On World TB Day, Recognizing Laboratory Achievements and Challenges in the Fight Against TB

Tuberculosis (TB) under a microscope

Ever since Andrew Speaker traveled across the Atlantic Ocean with a diagnosed case of tuberculosis (TB) in 2007, the public has been more attuned to the dangers posed by this infectious—and increasingly drug resistant—respiratory disease.

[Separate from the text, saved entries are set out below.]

impl<F: SurfaceFactory> ChunkManager<F> {
    pub fn new(factory: F, config: &EngineConfig) -> Self {
        Self {
            factory,
            layout: ChunkLayout::from(config),
            live: ChunkSet::new(1.0),
            rebuild: None,
        }
    }

    pub fn layout(&self) -> &ChunkLayout {
        &self.layout
    }

    pub fn tile_size(&self) -> f32 {
        self.layout.tile_size
    }

    /// Pixels per board unit of the live chunks.
    pub fn scale(&self) -> f64 {
        self.live.scale
    }

    pub fn factory(&self) -> &F {
        &self.factory
    }

    pub fn chunk(&self, key: TileKey) -> Option<&Chunk<F::Surface>> {
        self.live.chunks.get(&key)
    }

    pub fn chunks(&self) -> impl Iterator<Item = &Chunk<F::Surface>> {
        self.live.chunks.values()
    }

    /// Live chunks overlapping `region`, for drawing a viewport.
    pub fn visible_chunks(&self, region: &Rect) -> Vec<&Chunk<F::Surface>> {
        let mut chunks: Vec<_> = self
            .live
            .keys_under(region, self.layout.tile_size)
            .into_iter()
            .filter_map(|key| self.live.chunks.get(&key))
            .collect();
        chunks.sort_by_key(|c| c.key);
        chunks
    }

    /// Whether an item with these bounds stays within the per-item tile
    /// limit.
    pub fn fits(&self, bounds: &Rect) -> bool {
        tile_count(bounds, self.layout.tile_size) <= self.layout.max_item_tiles as u64
    }

    pub fn chunk_count(&self) -> usize {
        self.live.chunks.len()
    }

    /// Index and draw items already present in `table`.
    pub fn add_to_chunk<'a, I>(&mut self, items: I, table: &ItemTable)
    where
        I: IntoIterator<Item = &'a BoardItem>,
    {
        for item in items {
            self.live.insert(item, table, &mut self.factory, &self.layout);
            if let Some(job) = self.rebuild.as_mut() {
                if job.processed.insert(item.id) {
                    job.scratch.insert(item, table, &mut self.factory, &self.layout);
                }
            }
        }
    }

    /// Unindex items already gone from `table` and repaint where they were.
    pub fn remove_from_chunk<'a, I>(&mut self, removed: I, table: &ItemTable)
    where
        I: IntoIterator<Item = &'a (ItemId, Rect)>,
    {
        for (id, bounds) in removed {
            self.live.remove(*id, bounds, table, &self.layout);
            if let Some(job) = self.rebuild.as_mut() {
                if job.processed.remove(id) {
                    job.scratch.remove(*id, bounds, table, &self.layout);
                }
            }
        }
    }

    /// Reindex an item whose bounds or appearance changed; `old` is its
    /// bounds before the change.
    pub fn update(&mut self, item: &BoardItem, old: &Rect, table: &ItemTable) {
        self.live.update(item, old, table, &mut self.factory, &self.layout);
        if let Some(job) = self.rebuild.as_mut() {
            if job.processed.contains(&item.id) {
                job.scratch.update(item, old, table, &mut self.factory, &self.layout);
            }
        }
    }

    /// Repaint a region without changing the index.
    pub fn repaint(&mut self, region: &Rect, table: &ItemTable) {
        self.live.repaint(region, table, &self.layout);
        if let Some(job) = self.rebuild.as_mut() {
            job.scratch.repaint(region, table, &self.layout);
        }
    }

    /// Ids of live items whose bounds intersect `region`.
    pub fn items_within(&self, region: &Rect) -> HashSet<ItemId> {
        self.live.items_within(region, &self.layout)
    }

    /// Clear every chunk and redraw the whole table synchronously.
    pub fn rebuild(&mut self, table: &ItemTable) {
        self.cancel_rebuild();
        let mut set = ChunkSet::new(self.live.scale);
        for id in table.ids_in_paint_order() {
            if let Some(item) = table.get(id) {
                set.insert(item, table, &mut self.factory, &self.layout);
            }
        }
        self.live = set;
    }

    /// Drop every chunk, cancelling any rebuild.
    pub fn clear(&mut self) {
        self.cancel_rebuild();
        self.live = ChunkSet::new(self.live.scale);
    }

    /// Start rebuilding at a new scale; any running rebuild is discarded.
    pub fn begin_rebuild(&mut self, scale: f64, table: &ItemTable) {
        self.cancel_rebuild();
        let pending: VecDeque<ItemId> = table.ids_in_paint_order().into();
        log::debug!("rebuild at scale {scale}: {} items", pending.len());
        self.rebuild = Some(RebuildJob {
            scratch: ChunkSet::new(scale),
            pending,
            processed: HashSet::new(),
        });
    }

    pub fn is_rebuilding(&self) -> bool {
        self.rebuild.is_some()
    }

    /// Scale the running rebuild targets, if any.
    pub fn pending_scale(&self) -> Option<f64> {
        self.rebuild.as_ref().map(|job| job.scratch.scale)
    }

    /// Discard the scratch set. Live chunks are untouched.
    pub fn cancel_rebuild(&mut self) {
        if let Some(job) = self.rebuild.take() {
            log::debug!("rebuild cancelled with {} items pending", job.pending.len());
        }
    }

    /// Advance the rebuild by one batch.
    pub fn tick(&mut self, table: &ItemTable) -> RebuildStatus {
        let Some(job) = self.rebuild.as_mut() else {
            return RebuildStatus::Idle;
        };
        let mut budget = self.layout.rebuild_batch;
        while budget > 0 {
            let Some(id) = job.pending.pop_front() else {
                break;
            };
            if job.processed.contains(&id) {
                continue;
            }
            let Some(item) = table.get(id) else {
                continue;
            };
            job.processed.insert(id);
            job.scratch.insert(item, table, &mut self.factory, &self.layout);
            budget -= 1;
        }

        if !job.pending.is_empty() {
            return RebuildStatus::Running {
                remaining: job.pending.len(),
            };
        }
        if let Some(job) = self.rebuild.take() {
            log::debug!("rebuild finished at scale {}", job.scratch.scale);
            self.live = job.scratch;
        }
        RebuildStatus::Swapped
    }
}

#[cfg(test)]
mod tests {
    use super::*;
    use crate::geometry::PressurePoint;
    use crate::items::Stroke;
    use crate::surface::testing::{DrawOp, RecordingFactory};

    fn manager() -> ChunkManager<RecordingFactory> {
        ChunkManager::new(RecordingFactory::default(), &EngineConfig::default())
    }

    fn rect_item(id: ItemId, r: Rect, color: u32, z: u8) -> BoardItem {
        let mut item = BoardItem::rectangle(r, Stroke::new(color, 2.0), true).with_z_index(z);
        item.id = id;
        item
    }

    fn add(m: &mut ChunkManager<RecordingFactory>, table: &mut ItemTable, item: BoardItem) {
        let id = item.id;
        table.insert(item);
        m.add_to_chunk(table.get(id), table);
    }

    #[test]
    fn test_tile_keys() {
        assert_eq!(TileKey::of(Point::new(-1.0, 1999.0), 2000.0), TileKey::new(-1, 0));
        assert_eq!(TileKey::new(3, -2).to_string(), "3_-2");
        let keys: Vec<_> = tile_range(&Rect::new(1990.0, 10.0, 2010.0, 10.0), 2000.0).collect();
        assert_eq!(keys, vec![TileKey::new(0, 0), TileKey::new(1, 0)]);
    }

    #[test]
    fn test_path_in_first_tile_then_removed() {
        let mut m = manager();
        let mut table = ItemTable::default();
        let mut path = BoardItem::path(
            vec![PressurePoint::new(10.0, 10.0), PressurePoint::new(50.0, 80.0)],
            Stroke::default(),
        )
        .unwrap();
        path.id = 7;
        add(&mut m, &mut table, path);

        assert_eq!(m.chunk_count(), 1);
        assert!(m.chunk(TileKey::new(0, 0)).is_some());
        let hits = m.items_within(&Rect::new(0.0, 0.0, 100.0, 100.0));
        assert_eq!(hits, HashSet::from([7]));

        let gone = table.remove(7).unwrap();
        m.remove_from_chunk(&[(7, gone.bounds())], &table);
        assert!(m.items_within(&Rect::new(0.0, 0.0, 100.0, 100.0)).is_empty());
    }

    #[test]
    fn test_tile_count() {
        assert_eq!(tile_count(&Rect::new(0.0, 0.0, 10.0, 10.0), 2000.0), 1);
        assert_eq!(tile_count(&Rect::new(1990.0, 1990.0, 2010.0, 2010.0), 2000.0), 4);
        assert_eq!(tile_count(&Rect::new(0.0, 0.0, 1.0e6, 1.0e6), 2000.0), 501 * 501);
        assert!(tile_count(&Rect::new(-3.0e38, -3.0e38, 3.0e38, 3.0e38), 1.0) > u32::MAX as u64);
    }

    #[test]
    fn test_huge_query_region_walks_existing_chunks() {
        let mut m = manager();
        let mut table = ItemTable::default();
        add(&mut m, &mut table, rect_item(1, Rect::new(10.0, 10.0, 20.0, 20.0), 0xFF, 0));
        add(&mut m, &mut table, rect_item(2, Rect::new(-5000.0, 9000.0, -4990.0, 9010.0), 0xFF, 0));
        let everywhere = Rect::new(-1.0e30, -1.0e30, 1.0e30, 1.0e30);
        assert_eq!(m.items_within(&everywhere), HashSet::from([1, 2]));
        assert_eq!(m.visible_chunks(&everywhere).len(), 2);
        assert!(m.fits(&Rect::new(0.0, 0.0, 10.0, 10.0)));
        assert!(!m.fits(&everywhere));
    }

    #[test]
    fn test_item_on_tile_corner_lands_in_four_chunks() {
        let mut m = manager();
        let mut table = ItemTable::default();
        add(&mut m, &mut table, rect_item(1, Rect::new(1990.0, 1990.0, 2010.0, 2010.0), 0xFF, 0));
        assert_eq!(m.chunk_count(), 4);
        for key in [TileKey::new(0, 0), TileKey::new(1, 0), TileKey::new(0, 1), TileKey::new(1, 1)] {
            assert!(m.chunk(key).unwrap().tree().get_all().contains(&1));
        }
    }

    #[test]
    fn test_zero_area_item_insertable() {
        let mut m = manager();
        let mut table = ItemTable::default();
        add(&mut m, &mut table, rect_item(1, Rect::new(5.0, 5.0, 5.0, 5.0), 0xFF, 0));
        assert!(m.items_within(&Rect::new(5.0, 5.0, 5.0, 5.0)).contains(&1));
    }

    #[test]
    fn test_add_draws_incrementally() {
        let mut m = manager();
        let mut table = ItemTable::default();
        add(&mut m, &mut table, rect_item(1, Rect::new(0.0, 0.0, 10.0, 10.0), 0x11, 0));
        add(&mut m, &mut table, rect_item(2, Rect::new(5.0, 5.0, 15.0, 15.0), 0x22, 0));
        let ops = &m.chunk(TileKey::new(0, 0)).unwrap().surface().ops;
        assert_eq!(ops, &vec![DrawOp::Clear, DrawOp::Rect(0x11), DrawOp::Rect(0x22)]);
    }

    #[test]
    fn test_add_below_existing_repaints_in_z_order() {
        let mut m = manager();
        let mut table = ItemTable::default();
        add(&mut m, &mut table, rect_item(1, Rect::new(0.0, 0.0, 10.0, 10.0), 0x11, 5));
        add(&mut m, &mut table, rect_item(2, Rect::new(5.0, 5.0, 15.0, 15.0), 0x22, 1));
        let surface = m.chunk(TileKey::new(0, 0)).unwrap().surface();
        assert!(matches!(surface.ops[2], DrawOp::Scissor(_)));
        // The repaint draws the lower item first.
        assert_eq!(surface.shape_colors(), vec![0x11, 0x22, 0x11]);
    }

    #[test]
    fn test_remove_repaints_remaining_by_z_then_insertion() {
        let mut m = manager();
        let mut table = ItemTable::default();
        add(&mut m, &mut table, rect_item(1, Rect::new(0.0, 0.0, 10.0, 10.0), 0x11, 3));
        add(&mut m, &mut table, rect_item(2, Rect::new(0.0, 0.0, 10.0, 10.0), 0x22, 3));
        add(&mut m, &mut table, rect_item(3, Rect::new(0.0, 0.0, 10.0, 10.0), 0x33, 9));
        add(&mut m, &mut table, rect_item(4, Rect::new(0.0, 0.0, 10.0, 10.0), 0x44, 0));

        let gone = table.remove(3).unwrap();
        let before = m.chunk(TileKey::new(0, 0)).unwrap().surface().ops.len();
        m.remove_from_chunk(&[(3, gone.bounds())], &table);
        let ops = &m.chunk(TileKey::new(0, 0)).unwrap().surface().ops[before..];
        let expected_clip = Rect::new(0.0, 0.0, 55.0, 55.0).to_kurbo();
        assert_eq!(
            ops,
            &[
                DrawOp::Scissor(expected_clip),
                DrawOp::Fill(expected_clip),
                DrawOp::Rect(0x44),
                DrawOp::Rect(0x11),
                DrawOp::Rect(0x22),
                DrawOp::EndScissor,
            ]
        );
    }

    #[test]
    fn test_repaint_is_idempotent() {
        let mut m = manager();
        let mut table = ItemTable::default();
        add(&mut m, &mut table, rect_item(1, Rect::new(0.0, 0.0, 10.0, 10.0), 0x11, 0));
        add(&mut m, &mut table, rect_item(2, Rect::new(20.0, 0.0, 30.0, 10.0), 0x22, 0));
        let region = Rect::new(0.0, 0.0, 40.0, 40.0);
        m.repaint(&region, &table);
        let first = m.chunk(TileKey::new(0, 0)).unwrap().surface().ops.len();
        m.repaint(&region, &table);
        let ops = &m.chunk(TileKey::new(0, 0)).unwrap().surface().ops;
        assert_eq!(ops[first - 5..first], ops[first..]);
    }

    #[test]
    fn test_update_moves_between_tiles() {
        let mut m = manager();
        let mut table = ItemTable::default();
        add(&mut m, &mut table, rect_item(1, Rect::new(0.0, 0.0, 10.0, 10.0), 0x11, 0));
        let old = table.get(1).unwrap().bounds();
        table.get_mut(1).unwrap().translate(3000.0, 0.0);
        let item = table.get(1).unwrap().clone();
        m.update(&item, &old, &table);
        assert!(m.items_within(&Rect::new(0.0, 0.0, 100.0, 100.0)).is_empty());
        assert!(m.items_within(&Rect::new(3000.0, 0.0, 3010.0, 10.0)).contains(&1));
    }

    #[test]
    fn test_sync_rebuild_keeps_every_item() {
        let mut m = manager();
        let mut table = ItemTable::default();
        for id in 1..=30 {
            let x = id as f32 * 150.0;
            add(&mut m, &mut table, rect_item(id, Rect::new(x, 0.0, x + 20.0, 20.0), 0x11, 0));
        }
        m.rebuild(&table);
        let all = m.items_within(&Rect::new(0.0, 0.0, 10_000.0, 100.0));
        assert_eq!(all.len(), 30);
    }

    #[test]
    fn test_async_rebuild_swaps_after_all_batches() {
        let mut m = manager();
        let mut table = ItemTable::default();
        for id in 1..=25 {
            let x = id as f32 * 30.0;
            add(&mut m, &mut table, rect_item(id, Rect::new(x, 0.0, x + 20.0, 20.0), 0x11, 0));
        }
        m.begin_rebuild(2.0, &table);
        assert_eq!(m.tick(&table), RebuildStatus::Running { remaining: 15 });
        assert_eq!(m.scale(), 1.0);

        // Mutations mid-rebuild reach the scratch set.
        add(&mut m, &mut table, rect_item(99, Rect::new(900.0, 0.0, 920.0, 20.0), 0x99, 0));
        let gone = table.remove(25).unwrap();
        m.remove_from_chunk(&[(25, gone.bounds())], &table);

        assert_eq!(m.tick(&table), RebuildStatus::Running { remaining: 5 });
        assert_eq!(m.tick(&table), RebuildStatus::Swapped);
        assert_eq!(m.scale(), 2.0);
        assert_eq!(m.tick(&table), RebuildStatus::Idle);

        let all = m.items_within(&Rect::new(0.0, 0.0, 2000.0, 100.0));
        assert_eq!(all.len(), 25);
        assert!(all.contains(&99));
        assert!(!all.contains(&25));
    }

    #[test]
    fn test_new_rebuild_cancels_running_one() {
        let mut m = manager();
        let mut table = ItemTable::default();
        for id in 1..=25 {
            add(&mut m, &mut table, rect_item(id, Rect::new(0.0, 0.0, 5.0, 5.0), 0x11, 0));
        }
        m.begin_rebuild(2.0, &table);
        m.tick(&table);
        m.begin_rebuild(4.0, &table);
        assert_eq!(m.pending_scale(), Some(4.0));
        assert_eq!(m.tick(&table), RebuildStatus::Running { remaining: 15 });
        m.cancel_rebuild();
        assert!(!m.is_rebuilding());
        assert_eq!(m.scale(), 1.0);
        assert_eq!(m.items_within(&Rect::new(0.0, 0.0, 5.0, 5.0)).len(), 25);
    }
}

Despite generally declining rates of TB in the US, the risks posed by this potentially life-threatening illness are real and significant.

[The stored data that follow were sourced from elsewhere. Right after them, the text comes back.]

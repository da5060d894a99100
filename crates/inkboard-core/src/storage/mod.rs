//! Persistence of encoded boards.
//!
//! Backends store opaque blobs (the binary item encoding) under a board id.

mod autosave;
mod file;
mod memory;

pub use autosave::{AutoSave, LAST_BOARD_KEY, SaveDebouncer, create_autosave};
pub use file::FileStorage;
pub use memory::MemoryStorage;

use std::future::Future;
use std::pin::Pin;
use thiserror::Error;

/// Storage errors.
#[derive(Debug, Error)]
pub enum StorageError {
    #[error("Board not found: {0}")]
    NotFound(String),
    #[error("IO error: {0}")]
    Io(String),
    #[error("Storage error: {0}")]
    Other(String),
}

/// Result type for storage operations.
pub type StorageResult<T> = Result<T, StorageError>;

/// Boxed future for storage operations.
pub type BoxFuture<'a, T> = Pin<Box<dyn Future<Output = T> + Send + 'a>>;

/// A place to keep encoded boards.
pub trait Storage: Send + Sync {
    fn save(&self, id: &str, data: &[u8]) -> BoxFuture<'_, StorageResult<()>>;

    fn load(&self, id: &str) -> BoxFuture<'_, StorageResult<Vec<u8>>>;

    /// Deleting a missing board is not an error.
    fn delete(&self, id: &str) -> BoxFuture<'_, StorageResult<()>>;

    fn list(&self) -> BoxFuture<'_, StorageResult<Vec<String>>>;

    fn exists(&self, id: &str) -> BoxFuture<'_, StorageResult<bool>>;
}

/// Drive a storage future to completion on the current thread.
///
/// The bundled backends never suspend, so this only spins when a backend
/// genuinely waits on something.
#[cfg(test)]
pub(crate) fn block_on<F: Future>(f: F) -> F::Output {
    use std::task::{Context, Poll, Waker};

    let mut cx = Context::from_waker(Waker::noop());
    let mut f = std::pin::pin!(f);
    loop {
        if let Poll::Ready(out) = f.as_mut().poll(&mut cx) {
            return out;
        }
        std::thread::yield_now();
    }
}
//! Pan/zoom view onto the board.

use crate::geometry::Rect;
use kurbo::{Affine, Point, Size, Vec2};
use serde::{Deserialize, Serialize};

/// Screen-space view of the infinite board.
///
/// `screen = world * zoom + offset`.
#[derive(Debug, Clone, PartialEq, Serialize, Deserialize)]
pub struct Camera {
    /// Translation in screen pixels.
    pub offset: Vec2,
    pub zoom: f64,
    pub min_zoom: f64,
    pub max_zoom: f64,
}

impl Default for Camera {
    fn default() -> Self {
        Self {
            offset: Vec2::ZERO,
            zoom: 1.0,
            min_zoom: 0.05,
            max_zoom: 16.0,
        }
    }
}

impl Camera {
    pub fn new() -> Self {
        Self::default()
    }

    /// World to screen.
    pub fn transform(&self) -> Affine {
        Affine::translate(self.offset) * Affine::scale(self.zoom)
    }

    /// Screen to world.
    pub fn inverse_transform(&self) -> Affine {
        Affine::scale(1.0 / self.zoom) * Affine::translate(-self.offset)
    }

    pub fn screen_to_world(&self, screen_point: Point) -> Point {
        self.inverse_transform() * screen_point
    }

    pub fn world_to_screen(&self, world_point: Point) -> Point {
        self.transform() * world_point
    }

    /// Pan by a delta in screen pixels.
    pub fn pan(&mut self, delta: Vec2) {
        self.offset += delta;
    }

    /// Zoom by `factor`, keeping `screen_point` fixed. Returns true if the
    /// zoom changed.
    pub fn zoom_at(&mut self, screen_point: Point, factor: f64) -> bool {
        let new_zoom = (self.zoom * factor).clamp(self.min_zoom, self.max_zoom);
        if !new_zoom.is_finite() || (new_zoom - self.zoom).abs() < f64::EPSILON {
            return false;
        }
        let anchor = self.screen_to_world(screen_point);
        self.zoom = new_zoom;
        let moved = self.world_to_screen(anchor);
        self.offset += screen_point - moved;
        true
    }

    /// World-space rect shown in a viewport of the given size.
    pub fn visible_rect(&self, viewport: Size) -> Rect {
        let a = self.screen_to_world(Point::ZERO);
        let b = self.screen_to_world(Point::new(viewport.width, viewport.height));
        Rect::new(a.x as f32, a.y as f32, b.x as f32, b.y as f32)
    }

    /// Resolution chunks should be drawn at for the current zoom.
    ///
    /// Quantized to a power of two so small zoom steps reuse the existing
    /// tiles.
    pub fn raster_scale(&self) -> f64 {
        let zoom = self.zoom.clamp(self.min_zoom, self.max_zoom);
        2f64.powi(zoom.log2().ceil() as i32)
    }

    pub fn reset(&mut self) {
        self.offset = Vec2::ZERO;
        self.zoom = 1.0;
    }

    /// Frame `bounds` in the viewport with `padding` pixels on each side.
    pub fn fit_to_bounds(&mut self, bounds: &Rect, viewport: Size, padding: f64) {
        let bounds = bounds.normalized().to_kurbo();
        if bounds.is_zero_area() {
            self.reset();
            self.offset = Vec2::new(viewport.width / 2.0 - bounds.x0, viewport.height / 2.0 - bounds.y0);
            return;
        }
        let room = Size::new(
            (viewport.width - padding * 2.0).max(1.0),
            (viewport.height - padding * 2.0).max(1.0),
        );
        self.zoom = (room.width / bounds.width())
            .min(room.height / bounds.height())
            .clamp(self.min_zoom, self.max_zoom);
        let c = bounds.center();
        self.offset = Vec2::new(
            viewport.width / 2.0 - c.x * self.zoom,
            viewport.height / 2.0 - c.y * self.zoom,
        );
    }
}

As with many infectious diseases, the worldwide effort to eliminate TB depends upon a robust laboratory infrastructure; TB can only be definitively diagnosed through laboratory testing and only effectively treated after further testing to determine the infecting organism’s susceptibility to available drug therapies.

To commemorate World TB Day, APHL asked two laboratory experts to share their thoughts about the greatest laboratory achievements and challenges with regard to this ancient, evolving scourge.  Here’s what they had to say.

Our Experts

Dave Warshauer, PhD, D(ABMM)
Deputy Director, Communicable Diseases
Wisconsin State Laboratory of Hygiene

Ed Desmond, PhD, D(ABMM)
Chief, Mycobacteriology and Mycology Section
Microbial Diseases Laboratory
Center for Infectious Diseases
California Department of Public Health

TB Laboratory Achievements

The traditional method of confirming a case of TB requires several weeks to grow or culture colonies of the rod-shaped TB bacterium, Mycobacterium tuberculosis, in the laboratory. Both of our experts pointed to the development of same-day, DNA-based testing methods—referred to as nucleic acid amplification testing or NAAT—as a “huge” milestone.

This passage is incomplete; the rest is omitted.